I’m convinced the world is bored. I mean, seriously bored.
Evidence of this started a few years ago. A group of people who were bored got together and decided to do a choreographed song and dance performance in public. The idea was that it would appear as random, yet organized. It soon garnered the name, “flash mob.” And bored people have been trying to come up with original flash mobs ever since.

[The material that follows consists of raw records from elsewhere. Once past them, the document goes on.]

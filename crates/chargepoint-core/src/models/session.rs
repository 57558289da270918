use serde::{Deserialize, Serialize};

use super::ChargerId;

/// Vendor state string for a session that is actively drawing power
const SESSION_STATE_IN_USE: &str = "IN_USE";

/// An in-progress charging session as reported by the vendor.
#[derive(Debug, Clone, PartialEq, Serialize, Deserialize)]
pub struct ChargingSession {
    pub session_id: i64,
    pub device_id: ChargerId,
    pub charging_state: Option<String>,
    pub power_kw: Option<f64>,
    pub energy_kwh: Option<f64>,
    pub total_amount: Option<f64>,
    pub currency: Option<String>,
    /// Milliseconds since the session started
    pub charging_time_ms: Option<i64>,
    pub miles_added: Option<f64>,
    pub miles_added_per_hour: Option<f64>,
}

impl ChargingSession {
    pub fn is_in_use(&self) -> bool {
        self.charging_state
            .as_deref()
            .map(|s| s.eq_ignore_ascii_case(SESSION_STATE_IN_USE))
            .unwrap_or(false)
    }

    pub fn charging_time_secs(&self) -> Option<i64> {
        self.charging_time_ms.map(|ms| ms / 1000)
    }
}
use std::fmt;

use serde::{Deserialize, Serialize};

use crate::api::AuthError;

/// Username and password for the vendor account.
#[derive(Clone, PartialEq, Eq, Serialize, Deserialize)]
pub struct Credentials {
    pub username: String,
    pub password: String,
}

impl Credentials {
    pub fn new(username: impl Into<String>, password: impl Into<String>) -> Self {
        Self {
            username: username.into(),
            password: password.into(),
        }
    }

    /// Reject blank usernames or passwords before anything goes over the wire.
    pub fn validate(&self) -> Result<(), AuthError> {
        if self.username.trim().is_empty() || self.password.is_empty() {
            return Err(AuthError::EmptyCredentials);
        }
        Ok(())
    }
}

impl fmt::Debug for Credentials {
    fn fmt(&self, f: &mut fmt::Formatter<'_>) -> fmt::Result {
        f.debug_struct("Credentials")
            .field("username", &self.username)
            .field("password", &"<redacted>")
            .finish()
    }
}

#[cfg(test)]
mod tests {
    use super::*;

    #[test]
    fn test_validate() {
        assert!(Credentials::new("user@example.com", "pw").validate().is_ok());
        assert_eq!(
            Credentials::new("", "pw").validate(),
            Err(AuthError::EmptyCredentials)
        );
        assert_eq!(
            Credentials::new("   ", "pw").validate(),
            Err(AuthError::EmptyCredentials)
        );
        assert_eq!(
            Credentials::new("user@example.com", "").validate(),
            Err(AuthError::EmptyCredentials)
        );
    }

    #[test]
    fn test_debug_redacts_password() {
        let debug = format!("{:?}", Credentials::new("user@example.com", "hunter2"));
        assert!(debug.contains("user@example.com"));
        assert!(!debug.contains("hunter2"));
    }
}
//! Polling coordinator.
//!
//! The host calls [`Coordinator::refresh`] on its own schedule. Each call
//! reads the account and every home charger, then publishes the result on
//! a `watch` channel. A failed cycle publishes an update without data so
//! every entity shows as unavailable until the next successful one.
//!
//! Ticks never overlap: a `refresh` that arrives while another is running
//! returns [`RefreshOutcome::Skipped`].

use std::collections::BTreeMap;
use std::sync::Arc;

use chrono::{DateTime, Utc};
use serde::Serialize;
use tokio::sync::{watch, Mutex};
use tracing::{debug, error, info, warn};

use crate::api::{ApiClient, ApiError, ApiResult, AuthError};
use crate::auth::{Credentials, Session, SessionToken};
use crate::models::{AccountSnapshot, ChargerId, ChargerSnapshot, ChargingSession};

/// Everything read in one successful poll.
#[derive(Debug, Clone, PartialEq, Serialize)]
pub struct CoordinatorData {
    pub account: AccountSnapshot,
    /// The user's in-progress session, including one on a public station
    pub active_session: Option<ChargingSession>,
    pub chargers: BTreeMap<ChargerId, ChargerSnapshot>,
}

/// What subscribers see after each tick.
#[derive(Debug, Clone, Default)]
pub struct CoordinatorUpdate {
    /// `None` before the first poll and after a failed one
    pub data: Option<Arc<CoordinatorData>>,
    /// Message of the failure that cleared `data`
    pub error: Option<String>,
    pub polled_at: Option<DateTime<Utc>>,
}

impl CoordinatorUpdate {
    pub fn is_available(&self) -> bool {
        self.data.is_some()
    }
}

#[derive(Debug)]
pub enum RefreshOutcome {
    /// New data was published. `token_renewed` is set when this tick had
    /// to log in, so the host can persist the new token.
    Updated { token_renewed: bool },
    /// The tick failed; entities are unavailable until the next one. A
    /// login that succeeded before the failure still sets `token_renewed`.
    Failed { error: ApiError, token_renewed: bool },
    /// Another tick was still running.
    Skipped,
}

struct PollState {
    credentials: Credentials,
    session: Session,
}

pub struct Coordinator {
    client: ApiClient,
    state: Mutex<PollState>,
    tx: watch::Sender<CoordinatorUpdate>,
}

impl Coordinator {
    /// Create a coordinator, optionally reusing a token saved by the host.
    pub fn new(client: ApiClient, credentials: Credentials, token: Option<SessionToken>) -> Self {
        let session = match token {
            Some(t) => Session::with_token(t),
            None => Session::new(),
        };
        let (tx, _rx) = watch::channel(CoordinatorUpdate::default());

        Self {
            client,
            state: Mutex::new(PollState {
                credentials,
                session,
            }),
            tx,
        }
    }

    pub fn subscribe(&self) -> watch::Receiver<CoordinatorUpdate> {
        self.tx.subscribe()
    }

    /// The most recently published update
    pub fn latest(&self) -> CoordinatorUpdate {
        self.tx.borrow().clone()
    }

    /// Current token, for the host to persist
    pub async fn session_token(&self) -> Option<SessionToken> {
        self.state.lock().await.session.token().cloned()
    }

    /// Swap credentials after a reauth; the next tick logs in with them.
    pub async fn update_credentials(&self, credentials: Credentials) {
        let mut state = self.state.lock().await;
        state.credentials = credentials;
        state.session.invalidate();
    }

    /// Initial poll during setup.
    ///
    /// Unlike [`refresh`](Self::refresh) this returns the error so the host
    /// can tell "authentication failed" from "not ready yet". A saved token
    /// the vendor no longer accepts is replaced by one fresh login first.
    pub async fn first_refresh(&self) -> ApiResult<()> {
        let mut state = self.state.lock().await;
        let had_saved_token = state.session.is_valid();

        let result = match self.poll(&mut state).await {
            (_, Err(ApiError::Auth(AuthError::SessionExpired))) if had_saved_token => {
                info!("Saved session token rejected, logging in again");
                self.poll(&mut state).await.1
            }
            (_, other) => other,
        };

        match result {
            Ok(data) => {
                self.publish_data(data);
                Ok(())
            }
            Err(e) => {
                error!(error = %e, "Initial ChargePoint refresh failed");
                self.publish_error(&e);
                Err(e)
            }
        }
    }

    /// Run one poll cycle.
    pub async fn refresh(&self) -> RefreshOutcome {
        let mut state = match self.state.try_lock() {
            Ok(state) => state,
            Err(_) => {
                debug!("Refresh already in progress, skipping tick");
                return RefreshOutcome::Skipped;
            }
        };

        let (token_renewed, result) = self.poll(&mut state).await;
        match result {
            Ok(data) => {
                self.publish_data(data);
                RefreshOutcome::Updated { token_renewed }
            }
            Err(e) => {
                error!(error = %e, "Failed to update ChargePoint state");
                self.publish_error(&e);
                RefreshOutcome::Failed {
                    error: e,
                    token_renewed,
                }
            }
        }
    }

    /// One fetch, logging in first when there is no token. Also returns
    /// whether a new token was issued.
    async fn poll(&self, state: &mut PollState) -> (bool, ApiResult<CoordinatorData>) {
        let (token, logged_in) = match state.session.token() {
            Some(token) => (token.clone(), false),
            None => {
                warn!("No valid ChargePoint session, logging in");
                match self.client.authenticate(&state.credentials).await {
                    Ok(token) => {
                        state.session.update(token.clone());
                        (token, true)
                    }
                    Err(e) => return (false, Err(e)),
                }
            }
        };

        let result = self.fetch(&token).await;
        if let Err(ref e) = result {
            if e.is_auth() {
                warn!(error = %e, "ChargePoint session rejected, will re-login on next poll");
                state.session.invalidate();
            }
        }
        (logged_in, result)
    }

    async fn fetch(&self, token: &SessionToken) -> ApiResult<CoordinatorData> {
        let account = self.client.get_account_balance(token).await?;
        debug!(balance = account.balance, currency = %account.currency, "Account information");

        let active_session = self.client.get_active_session(token).await?;

        let chargers = self
            .client
            .list_home_chargers(token, active_session.as_ref())
            .await?
            .into_iter()
            .map(|c| (c.id, c))
            .collect::<BTreeMap<_, _>>();
        debug!(count = chargers.len(), "Home chargers refreshed");

        Ok(CoordinatorData {
            account,
            active_session,
            chargers,
        })
    }

    fn publish_data(&self, data: CoordinatorData) {
        self.tx.send_replace(CoordinatorUpdate {
            data: Some(Arc::new(data)),
            error: None,
            polled_at: Some(Utc::now()),
        });
    }

    fn publish_error(&self, e: &ApiError) {
        self.tx.send_replace(CoordinatorUpdate {
            data: None,
            error: Some(e.to_string()),
            polled_at: Some(Utc::now()),
        });
    }
}
/// Build the account sensors plus one sensor set per charger.
pub fn build_sensors(data: &CoordinatorData, zones: &BTreeMap<ChargerId, String>) -> Vec<Sensor> {
    let mut sensors: Vec<Sensor> = ACCOUNT_SENSORS
        .iter()
        .map(|d| Sensor::account(&data.account, d))
        .collect();

    for charger in data.chargers.values() {
        let zone = zones.get(&charger.id).map(|z| z.as_str());
        sensors.extend(CHARGER_SENSORS.iter().map(|d| Sensor::charger(charger, zone, d)));
    }

    sensors
}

Then came “planking?” I mean, seriously…people are taking pictures of themselves lying down. Really? This is a social activity now? Lying down? I know that people are coming up with creative places to plank. I get that. But in the end, we’re taking pictures of ourselves lying still.
Admit it, we’re bored.
How else does one explain this “occupying” movement? It’s the flavor of the month right now. Occupy Wall Street. Occupy this. Occupy that. What is occupying, really? It’s a group of people gathered together, protesting the power and money that major corporations have. Funny. They’re walking around in clothes created by corporations, taking pictures and video of their events with cameras made by corporations (I’ve seen several people using their smart phones at these events. Really?) Some even make a run to the closest fast food joint to grab a burger and fries from a corporation, so they don’t get too hungry while they’re sitting in their tents made by corporations. And how are they getting the word out about their events? Through social media. Yep, you guessed it, corporations. They’re even going out of their way to get traditional media coverage. You know, those corporately owned television, radio stations and newspapers?
So…what are they really protesting? If anything, they should be protesting themselves…their own stupidity. Or at the very least their hypocrisy.
No, I think they’re just bored.
For the most part, these aren’t bad things. At least people are getting creative. At least they’re doing something with their time. But what is the cause of all this boredom?
Personally, I think it’s the result of a very dramatic decade. In September of 2001, one of the most dramatic events happened in our country’s history. We collectively gasped. We got angry. We united. Then we spent the next few years seeking revenge. But we also spent that time rebuilding. We got busy. We wanted to prove to the world that we would not fall. So we spent money. Lots of money. Money we didn’t have. We ran up our debt. Just like a family trying to keep up with the Joneses, we weren’t going to be outdone by any other country. We had to prove to the world that we are still the strongest, greatest country on the planet. And we got accustomed to that spending. We got used to the drama of it all.
Now we’re on the backside of it. We’re back home from vacation and the bills have just shown up. We spent a lot of money at Disney World. It didn’t feel like real money because we used a credit card. And that mouse with the big ears is just a memory now. We still long for the euphoria.
We are bored. And we need to be careful because when people get bored, they start doing things to create euphoria. Problem is, it doesn’t last long. So we’re on to the next thing…and the next. Before you know it, we’re carrying signs, protesting something we ourselves don’t even understand and rioting about powerhouses that we ourselves created. And how far will we go?
We have forgotten the great, lost art of…being content.
At the risk of sounding like a buzz kill (which I realize is a real risk here), may I make a few suggestions: go to work, come home, play with the kids, watch a movie as a family, work in the yard, clean the garage, go on a picnic, go for a hike. No, it’s not nearly as dramatic. But it’s a lot healthier. Learn how to be content before we go too far.